**What you are asked to do:** Start at the line below containing "use model_tunnel_core::prelude::DelegatedShutdownListener;" and stop at the line containing "let the user". Repeat every line of that stretch exactly, and nothing outside it.

*** Data under study Section Begins ***

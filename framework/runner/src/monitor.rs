use sysinfo::{Pid, ProcessRefreshKind, ProcessesToUpdate, System};

use model_tunnel_core::prelude::DelegatedShutdownListener;

/// Monitor the resource usage of the harness process and report high usage.
///
/// Note that this won't stop the benchmark proceeding, it will just log a warning to let the user
/// know that latencies might be inflated by the harness competing with the engines for CPU.
///
/// The CPU usage for the process is collected every [sysinfo::MINIMUM_CPU_UPDATE_INTERVAL] and checked.
/// If it is above 10% with respect to the number of cores then a warning is logged.
pub(crate) fn start_monitor(shutdown_listener: DelegatedShutdownListener) {
    let spawned = std::thread::Builder::new()
        .name("monitor".to_string())
        .spawn(move || {
            let this_process_pid = Pid::from_u32(std::process::id());
            let mut sys = System::new();

            sys.refresh_cpu_usage();
            let cpu_count = sys.cpus().len().max(1);

            loop {
                if shutdown_listener.should_shutdown() {
                    break;
                }

                sys.refresh_processes_specifics(
                    ProcessesToUpdate::Some(&[this_process_pid]),
                    true,
                    ProcessRefreshKind::nothing().with_cpu(),
                );

                let Some(process) = sys.process(this_process_pid) else {
                    log::warn!("Cannot read harness process info, stopping the resource monitor");
                    break;
                };

                let usage = (process.cpu_usage() / (cpu_count * 100) as f32) * 100.0;
                if usage > 10.0 {
                    log::warn!(
                        "High CPU usage detected. Model Tunnel is using {usage:.2}% of the CPU, with {cpu_count} available cores"
                    );
                }

                std::thread::sleep(sysinfo::MINIMUM_CPU_UPDATE_INTERVAL);
            }
        });

    if let Err(e) = spawned {
        log::warn!("Failed to start the resource monitor: {e}");
    }
}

*** Data under study Section Ends ***

**Task response:**
use model_tunnel_core::prelude::DelegatedShutdownListener;

/// Monitor the resource usage of the harness process and report high usage.
///
/// Note that this won't stop the benchmark proceeding, it will just log a warning to let the user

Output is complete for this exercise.